Using Artificial Intelligent Technique to Predict the Compressive Strength of Cementitious Materials Concrete
The compressive strength (Fc) is considered as the main important property of concrete. To measure this property, intensive laboratory works are needed as well as it takes a lot of effort and time. This study introduces significant idea to estimate concrete compressive strength through applied the Artificial Neural Network (ANN). Moreover, many attends has been done to investigate the properties of concrete including ordinary Portland cement (OPC), fly ash (FA), and silica fume (SF). The ANN trained based on the experimental results, which investigate the influence of FA and SF with different water/binder (w/b) materials ratios on the Fc results of concrete up to 360 days.
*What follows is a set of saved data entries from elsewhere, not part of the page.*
use std::collections::BTreeSet;
use std::sync::LazyLock;

use regex::Regex;

use super::{CategoryContent, CategoryOutput, SubExtractionFault};
use crate::model::ContactInfo;

pub const EMAIL_WEIGHT: f64 = 0.5;
pub const PHONE_WEIGHT: f64 = 0.5;

static EMAIL: LazyLock<Regex> =
    LazyLock::new(|| Regex::new(r"(?i)\b[A-Z0-9._%+\-]+@[A-Z0-9.\-]+\.[A-Z]{2,}\b").unwrap());

/// North American numbers; each pattern captures area code, exchange, line.
static PHONES: LazyLock<Vec<Regex>> = LazyLock::new(|| {
    [
        r"\+1[-.\s]?\(?(\d{3})\)?[-.\s](\d{3})[-.\s](\d{4})\b",
        r"\((\d{3})\)\s*(\d{3})[-.\s](\d{4})\b",
        r"\b(\d{3})[-.](\d{3})[-.](\d{4})\b",
    ]
    .iter()
    .map(|p| Regex::new(p).unwrap())
    .collect()
});

pub fn extract(text: &str) -> Result<CategoryOutput, SubExtractionFault> {
    let info = ContactInfo {
        emails: EMAIL
            .find_iter(text)
            .map(|m| m.as_str().to_ascii_lowercase())
            .collect(),
        phones: phones(text),
    };
    let confidence = confidence_for(&info);

    Ok(CategoryOutput {
        content: CategoryContent::Contact(info),
        confidence,
    })
}

pub fn confidence_for(info: &ContactInfo) -> f64 {
    let mut confidence = 0.0;
    if !info.emails.is_empty() {
        confidence += EMAIL_WEIGHT;
    }
    if !info.phones.is_empty() {
        confidence += PHONE_WEIGHT;
    }
    confidence
}

/// Phone numbers normalised to `(555) 123-4567`.
fn phones(text: &str) -> BTreeSet<String> {
    PHONES
        .iter()
        .flat_map(|re| re.captures_iter(text))
        .filter_map(|caps| {
            Some(format!(
                "({}) {}-{}",
                caps.get(1)?.as_str(),
                caps.get(2)?.as_str(),
                caps.get(3)?.as_str()
            ))
        })
        .collect()
}
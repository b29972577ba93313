use tracing::debug;

use crate::model::{Category, Criticality, ExtractedData, Gap};

/// Category confidence below which a present field still counts as a gap.
pub const DEFAULT_MIN_CONFIDENCE: f64 = 0.5;

/// One required field of the completeness checklist.
pub struct ChecklistItem {
    pub field: &'static str,
    pub category: Category,
    pub criticality: Criticality,
    pub description: &'static str,
    present: fn(&ExtractedData) -> bool,
}

/// Declaration order is the order gaps are reported in.
pub const CHECKLIST: &[ChecklistItem] = &[
    ChecklistItem {
        field: "financial_details.total_value",
        category: Category::Financial,
        criticality: Criticality::High,
        description: "Missing total contract value",
        present: |d| d.financial_details.total_value.is_some(),
    },
    ChecklistItem {
        field: "financial_details.currency",
        category: Category::Financial,
        criticality: Criticality::Medium,
        description: "Currency not specified",
        present: |d| d.financial_details.currency.is_some(),
    },
    ChecklistItem {
        field: "parties",
        category: Category::Parties,
        criticality: Criticality::High,
        description: "Contract parties not fully identified",
        present: |d| d.parties.len() >= 2,
    },
    ChecklistItem {
        field: "payment_structure.payment_terms",
        category: Category::Payment,
        criticality: Criticality::Medium,
        description: "Payment terms not specified",
        present: |d| d.payment_structure.payment_terms.is_some(),
    },
    ChecklistItem {
        field: "payment_structure.payment_methods",
        category: Category::Payment,
        criticality: Criticality::Medium,
        description: "Payment methods not specified",
        present: |d| !d.payment_structure.payment_methods.is_empty(),
    },
    ChecklistItem {
        field: "sla.performance_metrics",
        category: Category::Sla,
        criticality: Criticality::Medium,
        description: "No performance metrics defined",
        present: |d| !d.sla.performance_metrics.is_empty(),
    },
    ChecklistItem {
        field: "sla.support_terms",
        category: Category::Sla,
        criticality: Criticality::Low,
        description: "Support terms not specified",
        present: |d| d.sla.support_terms.is_some(),
    },
    ChecklistItem {
        field: "contact_info.emails",
        category: Category::Contact,
        criticality: Criticality::Low,
        description: "No contact email found",
        present: |d| !d.contact_info.emails.is_empty(),
    },
    ChecklistItem {
        field: "contact_info.phones",
        category: Category::Contact,
        criticality: Criticality::Low,
        description: "No contact phone found",
        present: |d| !d.contact_info.phones.is_empty(),
    },
];

/// Walks [`CHECKLIST`] against a record.
#[derive(Debug, Clone, Copy, PartialEq)]
pub struct GapAnalyzer {
    min_confidence: f64,
}

impl Default for GapAnalyzer {
    fn default() -> Self {
        Self::new(DEFAULT_MIN_CONFIDENCE)
    }
}

impl GapAnalyzer {
    /// Out-of-range or NaN thresholds fall back to the default.
    pub fn new(min_confidence: f64) -> Self {
        let min_confidence = if (0.0..=1.0).contains(&min_confidence) {
            min_confidence
        } else {
            DEFAULT_MIN_CONFIDENCE
        };
        Self { min_confidence }
    }

    pub fn min_confidence(&self) -> f64 {
        self.min_confidence
    }

    pub fn analyze(&self, data: &ExtractedData) -> Vec<Gap> {
        let gaps: Vec<Gap> = CHECKLIST
            .iter()
            .filter_map(|item| {
                let present = (item.present)(data);
                let confident = data.confidence(item.category) >= self.min_confidence;
                if present && confident {
                    return None;
                }
                let description = if present {
                    format!("{} (low confidence)", item.description)
                } else {
                    item.description.to_string()
                };
                Some(Gap {
                    field: item.field.to_string(),
                    description,
                    criticality: item.criticality,
                })
            })
            .collect();

        debug!(gaps = gaps.len(), threshold = self.min_confidence, "Gap analysis finished");
        gaps
    }
}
MATLAB 2019b software was used for developing the ANN model with ten input and one output data set. The predicted results compared with experimental results to validate the established model. The performance of using application of ANN has been determined for all steps of investigation the datasets. Obtained results indicate that’s ANN output performance is complied with the laboratory output via evaluating the concrete compressive-strength. In addition, the efficiency, robustness and reliability of ANN for predicting concrete compressive-strength at varying ages when the FA and SF are used as replacing materials. In addition, they recommend that ANN model is an encouraging tool for determining the concrete Fc of concrete containing cementitious materials.
Keywords: Artiﬁcial Neural Network; MATLAB; Compressive-Strength; Water to Cement Ratio; Cement Type.